Instructions for the task - Where does the string "Result" occur in the records below? Copy every line that holds it.

───── Data ─────

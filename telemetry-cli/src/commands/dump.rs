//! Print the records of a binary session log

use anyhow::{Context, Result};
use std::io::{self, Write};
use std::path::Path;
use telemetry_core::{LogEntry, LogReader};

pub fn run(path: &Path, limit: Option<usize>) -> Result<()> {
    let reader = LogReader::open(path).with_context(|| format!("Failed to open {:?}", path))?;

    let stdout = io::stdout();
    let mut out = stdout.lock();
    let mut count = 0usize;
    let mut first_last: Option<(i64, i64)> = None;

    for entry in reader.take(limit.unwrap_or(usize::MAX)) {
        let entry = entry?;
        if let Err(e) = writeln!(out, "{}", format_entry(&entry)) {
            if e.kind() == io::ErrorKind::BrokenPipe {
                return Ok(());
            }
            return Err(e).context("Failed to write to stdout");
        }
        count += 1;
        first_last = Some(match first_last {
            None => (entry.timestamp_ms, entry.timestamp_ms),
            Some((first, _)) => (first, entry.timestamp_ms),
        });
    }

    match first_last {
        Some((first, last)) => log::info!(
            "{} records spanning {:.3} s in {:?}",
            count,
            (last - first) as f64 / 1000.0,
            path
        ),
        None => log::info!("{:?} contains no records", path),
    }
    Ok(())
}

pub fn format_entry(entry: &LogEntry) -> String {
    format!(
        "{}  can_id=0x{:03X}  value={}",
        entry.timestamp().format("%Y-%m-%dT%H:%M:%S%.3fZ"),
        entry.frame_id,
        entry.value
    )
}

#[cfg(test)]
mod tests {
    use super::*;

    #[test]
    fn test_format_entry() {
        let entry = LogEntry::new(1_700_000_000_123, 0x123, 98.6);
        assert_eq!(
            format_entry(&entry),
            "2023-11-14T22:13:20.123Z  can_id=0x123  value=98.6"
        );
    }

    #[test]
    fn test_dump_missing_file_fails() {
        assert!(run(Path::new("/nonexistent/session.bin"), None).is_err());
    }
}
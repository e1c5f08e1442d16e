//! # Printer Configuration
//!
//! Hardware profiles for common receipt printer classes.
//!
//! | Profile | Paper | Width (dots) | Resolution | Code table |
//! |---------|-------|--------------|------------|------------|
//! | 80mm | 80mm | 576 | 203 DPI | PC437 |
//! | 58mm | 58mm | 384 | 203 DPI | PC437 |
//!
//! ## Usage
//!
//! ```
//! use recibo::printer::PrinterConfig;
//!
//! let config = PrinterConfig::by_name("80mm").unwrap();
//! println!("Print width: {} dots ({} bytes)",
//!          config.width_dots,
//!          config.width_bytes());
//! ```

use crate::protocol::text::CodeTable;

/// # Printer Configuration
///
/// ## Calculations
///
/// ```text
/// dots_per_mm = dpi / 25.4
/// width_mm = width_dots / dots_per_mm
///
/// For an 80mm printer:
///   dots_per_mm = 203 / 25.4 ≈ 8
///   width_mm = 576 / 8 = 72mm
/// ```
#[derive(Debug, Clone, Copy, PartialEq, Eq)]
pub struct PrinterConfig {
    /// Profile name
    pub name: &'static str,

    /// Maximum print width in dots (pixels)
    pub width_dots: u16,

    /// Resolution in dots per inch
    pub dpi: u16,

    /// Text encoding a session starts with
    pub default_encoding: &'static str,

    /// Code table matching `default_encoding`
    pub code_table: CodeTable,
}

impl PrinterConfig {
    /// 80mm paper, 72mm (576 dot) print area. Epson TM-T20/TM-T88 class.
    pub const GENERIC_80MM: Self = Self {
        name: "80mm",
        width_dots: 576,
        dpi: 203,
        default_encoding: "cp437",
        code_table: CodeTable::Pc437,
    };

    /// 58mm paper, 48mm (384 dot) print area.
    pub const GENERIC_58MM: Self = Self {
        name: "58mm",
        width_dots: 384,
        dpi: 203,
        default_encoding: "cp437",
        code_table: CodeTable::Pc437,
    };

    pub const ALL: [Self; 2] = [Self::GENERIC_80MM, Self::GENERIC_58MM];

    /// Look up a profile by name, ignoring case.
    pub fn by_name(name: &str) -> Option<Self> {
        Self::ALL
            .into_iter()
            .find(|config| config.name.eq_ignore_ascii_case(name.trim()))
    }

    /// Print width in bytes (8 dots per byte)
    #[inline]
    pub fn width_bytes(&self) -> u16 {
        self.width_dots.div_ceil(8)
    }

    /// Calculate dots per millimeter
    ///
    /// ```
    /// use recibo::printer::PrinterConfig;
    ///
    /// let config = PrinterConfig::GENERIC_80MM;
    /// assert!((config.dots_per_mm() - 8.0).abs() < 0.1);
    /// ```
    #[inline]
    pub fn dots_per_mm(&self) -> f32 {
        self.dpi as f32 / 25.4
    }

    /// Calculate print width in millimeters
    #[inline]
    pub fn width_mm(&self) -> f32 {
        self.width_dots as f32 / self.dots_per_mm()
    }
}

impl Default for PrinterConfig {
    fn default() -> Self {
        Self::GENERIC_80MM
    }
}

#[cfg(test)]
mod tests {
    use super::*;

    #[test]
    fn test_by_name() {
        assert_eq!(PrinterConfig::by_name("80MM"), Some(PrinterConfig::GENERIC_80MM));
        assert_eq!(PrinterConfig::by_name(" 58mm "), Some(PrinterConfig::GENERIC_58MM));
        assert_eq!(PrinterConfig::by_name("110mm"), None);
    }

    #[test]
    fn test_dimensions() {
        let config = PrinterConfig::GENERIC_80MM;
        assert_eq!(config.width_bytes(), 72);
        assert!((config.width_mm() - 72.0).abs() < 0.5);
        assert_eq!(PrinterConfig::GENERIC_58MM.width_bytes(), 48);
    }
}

─────

Task solution -
use anyhow::{Context, Result};
pub fn run(path: &Path, limit: Option<usize>) -> Result<()> {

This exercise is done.